Second, any official strategy to deal with a pandemic rests not just on science but on moral values. Indeed, science and ethics are often inextricably connected. A recent comment in The Lancet noted of the predictive modelling of different possible measures of quarantine and social distancing that, however robust the scientific justification of the relevant predictions, each measure came with different social costs and varying consequences for different social groups. Ethics determines whether a strategy should be chosen because it seeks in simple utilitarian terms to secure the best overall aggregate balance of harms and costs. Or whether it rests on a belief that there are fundamental human rights that should never be sacrificed. Values inform a judgment of what is a proper or proportionate balancing of the loss of individual liberty and privacy for the gain of certain public goods; or whether it is fair to expect some social and age groups to suffer disproportionately in any public health initiative.

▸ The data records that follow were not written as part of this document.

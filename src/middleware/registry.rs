use std::collections::HashMap;
use std::sync::Arc;

use anyhow::{bail, Result};
use log::info;

use crate::guard::RightGuard;

use super::Middleware;

/// Name-to-instance registry for middlewares
///
/// Guards resolve their fallback handlers here. The set of names is closed
/// once the registry is built; `validate` checks guard declarations against
/// it at startup so that unknown names fail before any traffic is served.
#[derive(Debug)]
pub struct MiddlewareRegistry {
    middlewares: HashMap<String, Arc<dyn Middleware>>,
}

impl MiddlewareRegistry {
    /// Creates an empty registry
    pub fn new() -> Self {
        Self {
            middlewares: HashMap::new(),
        }
    }

    /// Registers a middleware under a name, replacing any previous entry
    pub fn register(&mut self, name: impl ToString, middleware: Arc<dyn Middleware>) {
        self.middlewares.insert(name.to_string(), middleware);
    }

    pub fn contains(&self, name: &str) -> bool {
        self.middlewares.contains_key(name)
    }

    /// Resolves a middleware instance by name
    ///
    /// # Returns
    /// * `Result<Arc<dyn Middleware>>` - The instance, or an error for an
    ///   unknown name
    pub fn get(&self, name: &str) -> Result<Arc<dyn Middleware>> {
        match self.middlewares.get(name) {
            Some(middleware) => Ok(middleware.clone()),
            None => bail!("middleware {name:?} is not registered"),
        }
    }

    /// Checks that every guard's fallback handler can be resolved
    pub fn validate(&self, guards: &[RightGuard]) -> Result<()> {
        for guard in guards {
            if !self.contains(guard.middleware_name()) {
                bail!(
                    "guard for right {:?} references unknown middleware {:?}",
                    guard.right_name(),
                    guard.middleware_name()
                );
            }
        }
        info!(
            "Validated {} guard declarations against middleware registry",
            guards.len()
        );
        Ok(())
    }
}

impl Default for MiddlewareRegistry {
    fn default() -> Self {
        Self::new()
    }
}
use actix_web::http::StatusCode;
use actix_web::{HttpResponse, HttpResponseBuilder};
use serde::{Deserialize, Serialize};

/// A response value passed along the middleware chain.
///
/// Middlewares and handlers exchange this value rather than raw HTTP
/// responses; the embedding server converts it at the framework boundary.
#[derive(Debug, Clone, PartialEq, Eq, Serialize, Deserialize)]
pub struct Response {
    pub code: u16,

    pub message: Option<String>,
}

impl Response {
    pub fn ok() -> Self {
        Self {
            code: StatusCode::OK.as_u16(),
            message: None,
        }
    }

    pub fn bad_request(message: impl AsRef<str>) -> Self {
        let message = format!("Bad request: {}", message.as_ref());
        Self::err_response(StatusCode::BAD_REQUEST, message)
    }

    pub fn unauthenticated(message: impl AsRef<str>) -> Self {
        let message = format!("Unauthenticated: {}", message.as_ref());
        Self::err_response(StatusCode::UNAUTHORIZED, message)
    }

    pub fn forbidden(message: impl AsRef<str>) -> Self {
        let message = format!("Forbidden: {}", message.as_ref());
        Self::err_response(StatusCode::FORBIDDEN, message)
    }

    pub fn error(message: impl AsRef<str>) -> Self {
        let message = format!("Server error: {}", message.as_ref());
        Self::err_response(StatusCode::INTERNAL_SERVER_ERROR, message)
    }

    pub fn is_ok(&self) -> bool {
        self.code == StatusCode::OK.as_u16()
    }

    fn err_response(status: StatusCode, message: String) -> Self {
        Self {
            code: status.as_u16(),
            message: Some(message),
        }
    }
}

impl From<Response> for HttpResponse {
    fn from(val: Response) -> Self {
        let status =
            StatusCode::from_u16(val.code).unwrap_or(StatusCode::INTERNAL_SERVER_ERROR);
        HttpResponseBuilder::new(status).json(val)
    }
}
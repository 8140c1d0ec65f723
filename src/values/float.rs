//! Float and double values
//!
//! Handles the three reserved lexical tokens `INF`, `-INF` and `NaN` and
//! carries the NaN rule: NaN never equals anything (itself included) and
//! never orders against a bound.

use crate::error::{ValueError, ValueErrorKind};
use crate::values::ValueOrder;
use std::fmt;

/// Lexical width of the floating type
#[derive(Debug, Clone, Copy, PartialEq, Eq)]
pub enum FloatWidth {
    /// xs:float (32-bit)
    Single,
    /// xs:double (64-bit)
    Double,
}

/// A parsed xs:float or xs:double value
#[derive(Debug, Clone, Copy)]
pub struct FloatValue(f64);

impl FloatValue {
    /// Parse a lexical float/double, mapping the reserved tokens to the
    /// type's infinities and NaN. Single-width values are parsed as f32
    /// and widened so float and double bounds compare consistently.
    pub fn parse(lexical: &str, width: FloatWidth) -> Result<Self, ValueError> {
        let trimmed = lexical.trim();
        let value = match trimmed {
            "INF" => f64::INFINITY,
            "-INF" => f64::NEG_INFINITY,
            "NaN" => f64::NAN,
            _ => {
                let parsed = match width {
                    FloatWidth::Single => trimmed.parse::<f32>().map(f64::from),
                    FloatWidth::Double => trimmed.parse::<f64>(),
                };
                match parsed {
                    // INF is a reserved token, not an overflow result
                    Ok(v) if v.is_finite() => v,
                    _ => return Err(Self::lexical_error(lexical, width)),
                }
            }
        };
        Ok(Self(value))
    }

    fn lexical_error(lexical: &str, width: FloatWidth) -> ValueError {
        let name = match width {
            FloatWidth::Single => "xs:float",
            FloatWidth::Double => "xs:double",
        };
        ValueError::new(
            ValueErrorKind::InvalidLexical,
            format!("value is not a valid {}", name),
        )
        .with_value(lexical)
    }

    /// The underlying value
    pub fn get(&self) -> f64 {
        self.0
    }

    /// Whether this value is NaN
    pub fn is_nan(&self) -> bool {
        self.0.is_nan()
    }

    /// Partial order: any comparison involving NaN is indeterminate.
    pub fn compare(&self, other: &Self) -> ValueOrder {
        match self.0.partial_cmp(&other.0) {
            Some(ord) => ValueOrder::from_ordering(ord),
            None => ValueOrder::Indeterminate,
        }
    }
}

impl fmt::Display for FloatValue {
    fn fmt(&self, f: &mut fmt::Formatter<'_>) -> fmt::Result {
        if self.0.is_nan() {
            write!(f, "NaN")
        } else if self.0 == f64::INFINITY {
            write!(f, "INF")
        } else if self.0 == f64::NEG_INFINITY {
            write!(f, "-INF")
        } else {
            write!(f, "{}", self.0)
        }
    }
}
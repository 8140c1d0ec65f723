//! Boolean validator
//!
//! xs:boolean admits exactly four lexical forms and only the pattern and
//! whiteSpace facets.

use crate::error::{FacetError, ValueError, ValueErrorKind};
use crate::facets::{self, FacetKind, FacetTable, FacetsDefined, WhiteSpace, BOOLEAN_FACETS};
use crate::pattern::Pattern;
use crate::session::Session;
use crate::validators::{check_collapse_whitespace, check_pattern, DatatypeValidator, Family};
use std::collections::HashMap;
use std::sync::Arc;

lazy_static::lazy_static! {
    static ref BOOLEAN_VALUES: HashMap<&'static str, bool> = {
        let mut m = HashMap::new();
        m.insert("true", true);
        m.insert("false", false);
        m.insert("1", true);
        m.insert("0", false);
        m
    };
}

/// Validator for xs:boolean and its restrictions.
#[derive(Debug)]
pub struct BooleanValidator {
    name: String,
    base: Option<Arc<dyn DatatypeValidator>>,
    patterns: Vec<Pattern>,
    defined: FacetsDefined,
}

impl BooleanValidator {
    /// The built-in xs:boolean type
    pub fn native(name: impl Into<String>) -> Self {
        let mut defined = FacetsDefined::empty();
        defined.insert(FacetKind::WhiteSpace);
        Self {
            name: name.into(),
            base: None,
            patterns: Vec::new(),
            defined,
        }
    }

    /// Derive a boolean restriction (pattern only).
    pub fn derive(
        name: impl Into<String>,
        base: Arc<dyn DatatypeValidator>,
        table: &FacetTable,
    ) -> Result<Self, FacetError> {
        let mut patterns = Vec::new();
        for (facet_name, value) in table.iter() {
            let kind = facets::recognize(facet_name, &BOOLEAN_FACETS)?;
            match kind {
                FacetKind::Pattern => {
                    patterns.push(Pattern::new(facets::single_value(kind, value)?)?);
                }
                FacetKind::WhiteSpace => {
                    check_collapse_whitespace(facets::single_value(kind, value)?)?;
                }
                _ => unreachable!("facet not admitted for the boolean family: {}", kind),
            }
        }
        let mut defined = base.facets_defined();
        if !patterns.is_empty() {
            defined.insert(FacetKind::Pattern);
        }
        Ok(Self {
            name: name.into(),
            base: Some(base),
            patterns,
            defined,
        })
    }
}

impl DatatypeValidator for BooleanValidator {
    fn name(&self) -> &str {
        &self.name
    }

    fn family(&self) -> Family {
        Family::Boolean
    }

    fn base(&self) -> Option<&Arc<dyn DatatypeValidator>> {
        self.base.as_ref()
    }

    fn facets_defined(&self) -> FacetsDefined {
        self.defined
    }

    fn validate(&self, content: &str, session: Option<&mut Session>) -> Result<(), ValueError> {
        let normalized = WhiteSpace::Collapse.normalize(content);
        if !BOOLEAN_VALUES.contains_key(normalized.as_str()) {
            return Err(ValueError::new(
                ValueErrorKind::InvalidLexical,
                "value is not a valid xs:boolean",
            )
            .with_value(content));
        }
        for pattern in &self.patterns {
            check_pattern(Some(pattern), &normalized)?;
        }
        if let Some(base) = &self.base {
            base.validate(&normalized, session)?;
        }
        Ok(())
    }
}

#[cfg(test)]
mod tests {
    use super::*;

    #[test]
    fn test_boolean_lexicals() {
        let b = BooleanValidator::native("boolean");
        for ok in ["true", "false", "1", "0", "  true  "] {
            assert!(b.validate(ok, None).is_ok(), "{:?}", ok);
        }
        for bad in ["TRUE", "yes", "2", ""] {
            assert!(b.validate(bad, None).is_err(), "{:?}", bad);
        }
    }

    #[test]
    fn test_boolean_pattern_restriction() {
        let base: Arc<dyn DatatypeValidator> = Arc::new(BooleanValidator::native("boolean"));
        let table = FacetTable::new().set("pattern", "true|false");
        let words = BooleanValidator::derive("word-boolean", base, &table).unwrap();
        assert!(words.validate("true", None).is_ok());
        assert_eq!(
            words.validate("1", None).unwrap_err().kind,
            ValueErrorKind::PatternMismatch
        );
    }

    #[test]
    fn test_boolean_rejects_length_facet() {
        let base: Arc<dyn DatatypeValidator> = Arc::new(BooleanValidator::native("boolean"));
        let table = FacetTable::new().set("maxLength", "4");
        assert!(BooleanValidator::derive("bad", base, &table).is_err());
    }
}
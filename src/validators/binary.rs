//! Binary-family validator
//!
//! Covers xs:hexBinary and xs:base64Binary. Length facets count decoded
//! bytes, not lexical characters, and enumeration membership compares
//! canonical forms (case-folded hex, space-stripped base64).

use crate::error::{FacetError, FacetErrorKind, ValueError};
use crate::facets::{
    self, FacetKind, FacetTable, FacetValue, FacetsDefined, WhiteSpace, BINARY_FACETS,
};
use crate::pattern::Pattern;
use crate::session::Session;
use crate::validators::{
    check_collapse_whitespace, check_pattern, enumeration_error, DatatypeValidator,
    EffectiveFacets, Family, LengthFacets,
};
use crate::values::{decoded_length, BinaryEncoding};
use std::sync::Arc;

fn canonical(lexical: &str, encoding: BinaryEncoding) -> String {
    match encoding {
        BinaryEncoding::Hex => lexical.to_ascii_lowercase(),
        BinaryEncoding::Base64 => lexical.replace(' ', ""),
    }
}

/// Resolved facets of a binary type, own and inherited.
#[derive(Debug, Clone)]
pub struct BinaryFacets {
    pub(crate) encoding: BinaryEncoding,
    pub(crate) lengths: LengthFacets,
    pub(crate) patterns: Vec<Pattern>,
    pub(crate) enumeration: Option<Vec<String>>,
}

impl BinaryFacets {
    fn mark_defined(&self, defined: &mut FacetsDefined) {
        self.lengths.mark_defined(defined);
        if !self.patterns.is_empty() {
            defined.insert(FacetKind::Pattern);
        }
        if self.enumeration.is_some() {
            defined.insert(FacetKind::Enumeration);
        }
    }
}

/// Validator for xs:hexBinary, xs:base64Binary and their restrictions.
#[derive(Debug)]
pub struct BinaryValidator {
    name: String,
    base: Option<Arc<dyn DatatypeValidator>>,
    facets: BinaryFacets,
    defined: FacetsDefined,
}

impl BinaryValidator {
    /// A built-in binary type with a fixed encoding
    pub fn native(name: impl Into<String>, encoding: BinaryEncoding) -> Self {
        let mut defined = FacetsDefined::empty();
        defined.insert(FacetKind::WhiteSpace);
        defined.insert(FacetKind::Encoding);
        Self {
            name: name.into(),
            base: None,
            facets: BinaryFacets {
                encoding,
                lengths: LengthFacets::default(),
                patterns: Vec::new(),
                enumeration: None,
            },
            defined,
        }
    }

    /// Derive a new binary type by restriction.
    pub fn derive(
        name: impl Into<String>,
        base: Arc<dyn DatatypeValidator>,
        table: &FacetTable,
    ) -> Result<Self, FacetError> {
        let base_facets = match base.effective_facets() {
            Some(EffectiveFacets::Binary(f)) => f.clone(),
            _ => unreachable!("binary type derived from a non-binary base"),
        };

        let mut facets = base_facets.clone();
        let mut own_lengths = LengthFacets::default();
        let mut enumeration_literals: Option<&[String]> = None;

        for (facet_name, value) in table.iter() {
            let kind = facets::recognize(facet_name, &BINARY_FACETS)?;
            match kind {
                FacetKind::Length => {
                    own_lengths.length =
                        Some(facets::parse_count(kind, facets::single_value(kind, value)?)?);
                }
                FacetKind::MinLength => {
                    own_lengths.min_length =
                        Some(facets::parse_count(kind, facets::single_value(kind, value)?)?);
                }
                FacetKind::MaxLength => {
                    own_lengths.max_length =
                        Some(facets::parse_count(kind, facets::single_value(kind, value)?)?);
                }
                FacetKind::Pattern => {
                    facets
                        .patterns
                        .push(Pattern::new(facets::single_value(kind, value)?)?);
                }
                FacetKind::Enumeration => match value {
                    FacetValue::Items(items) => enumeration_literals = Some(items),
                    FacetValue::Single(item) => {
                        enumeration_literals = Some(std::slice::from_ref(item))
                    }
                },
                FacetKind::Encoding => {
                    let lexical = facets::single_value(kind, value)?;
                    facets.encoding = BinaryEncoding::from_lexical(lexical).ok_or_else(|| {
                        FacetError::new(
                            FacetErrorKind::InvalidFacetValue,
                            "encoding must be 'hex' or 'base64'",
                        )
                        .with_facet(kind.as_str())
                        .with_value(lexical)
                    })?;
                }
                FacetKind::WhiteSpace => {
                    check_collapse_whitespace(facets::single_value(kind, value)?)?;
                }
                _ => unreachable!("facet not admitted for the binary family: {}", kind),
            }
        }

        own_lengths.check_narrowing(&base_facets.lengths)?;
        if own_lengths.length.is_some() {
            facets.lengths.length = own_lengths.length;
        }
        if own_lengths.min_length.is_some() {
            facets.lengths.min_length = own_lengths.min_length;
        }
        if own_lengths.max_length.is_some() {
            facets.lengths.max_length = own_lengths.max_length;
        }
        facets.lengths.check_consistency()?;

        if let Some(literals) = enumeration_literals {
            let mut members = Vec::with_capacity(literals.len());
            for literal in literals {
                let normalized = WhiteSpace::Collapse.normalize(literal);
                let byte_count = decoded_length(&normalized, facets.encoding).map_err(|_| {
                    FacetError::new(
                        FacetErrorKind::InvalidEnumerationMember,
                        "enumeration literal is not in the type's lexical space",
                    )
                    .with_facet(FacetKind::Enumeration.as_str())
                    .with_value(literal)
                })?;
                facets.lengths.check(byte_count, &normalized).map_err(|e| {
                    FacetError::new(
                        FacetErrorKind::InvalidEnumerationMember,
                        format!("enumeration literal fails the type's facets: {}", e),
                    )
                    .with_facet(FacetKind::Enumeration.as_str())
                    .with_value(literal)
                })?;
                members.push(canonical(&normalized, facets.encoding));
            }
            facets.enumeration = Some(members);
        }

        let mut defined = base.facets_defined();
        facets.mark_defined(&mut defined);

        Ok(Self {
            name: name.into(),
            base: Some(base),
            facets,
            defined,
        })
    }
}

impl DatatypeValidator for BinaryValidator {
    fn name(&self) -> &str {
        &self.name
    }

    fn family(&self) -> Family {
        Family::Binary
    }

    fn base(&self) -> Option<&Arc<dyn DatatypeValidator>> {
        self.base.as_ref()
    }

    fn facets_defined(&self) -> FacetsDefined {
        self.defined
    }

    fn effective_facets(&self) -> Option<EffectiveFacets<'_>> {
        Some(EffectiveFacets::Binary(&self.facets))
    }

    fn validate(&self, content: &str, _session: Option<&mut Session>) -> Result<(), ValueError> {
        let normalized = WhiteSpace::Collapse.normalize(content);
        for pattern in &self.facets.patterns {
            check_pattern(Some(pattern), &normalized)?;
        }
        let byte_count = decoded_length(&normalized, self.facets.encoding)?;
        self.facets.lengths.check(byte_count, &normalized)?;
        if let Some(ref members) = self.facets.enumeration {
            let value = canonical(&normalized, self.facets.encoding);
            if !members.iter().any(|m| *m == value) {
                return Err(enumeration_error(&normalized));
            }
        }
        Ok(())
    }
}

Perhaps this Government does not ‘do ethics’ – in the way perhaps that Alastair Campbell famously said on behalf of Tony Blair that ‘We don’t do God’. Which would be astonishing and at odds with the thoughtful, deliberated and explained policies of very many other countries. Or else it does but is not properly explaining how. Which would be an abandonment of its democratic obligations to justify its actions to us; and would in itself provide reason not to trust a Government.

Of course, values and ethical justifications are not – just as scientific claims are not – ready to hand and readily agreed. They can be various and contested. Yet, if we do not know what is in play we cannot challenge or debate them and perhaps find agreement. Of course, we might not agree. Democracies do not reach consensus on everything. Yet we need some degree of moral agreement. It is the responsibility of Government to take the lead in this. Those clinicians I have spoken to at the frontline are bewildered and frustrated by the plethora of ethical guidelines on offer. These were supposed to relieve them of the awful and anguished making of choices in isolation and uncertain of what might be right. Yet what we have are several sets of guidance that do not guide in respect of everything, and which doctors and nurses still have to be choose between.

It is not partisan politics to question or criticise Government policy. It would be reasonable to challenge any Government that asked for trust and failed to show exactly why it was trustworthy. There are instances where Government is right not to reveal everything – the intelligence that underlies its military strategy is a favoured example. Yet this pandemic is not, despite the liking of some for bellicose metaphors, a war. It is a dreadful virus whose containment and eventual cure demands a huge collective effort. The Government can trust us to make the effort, but it needs to more clearly demonstrate its trustworthiness in telling us why we should make it.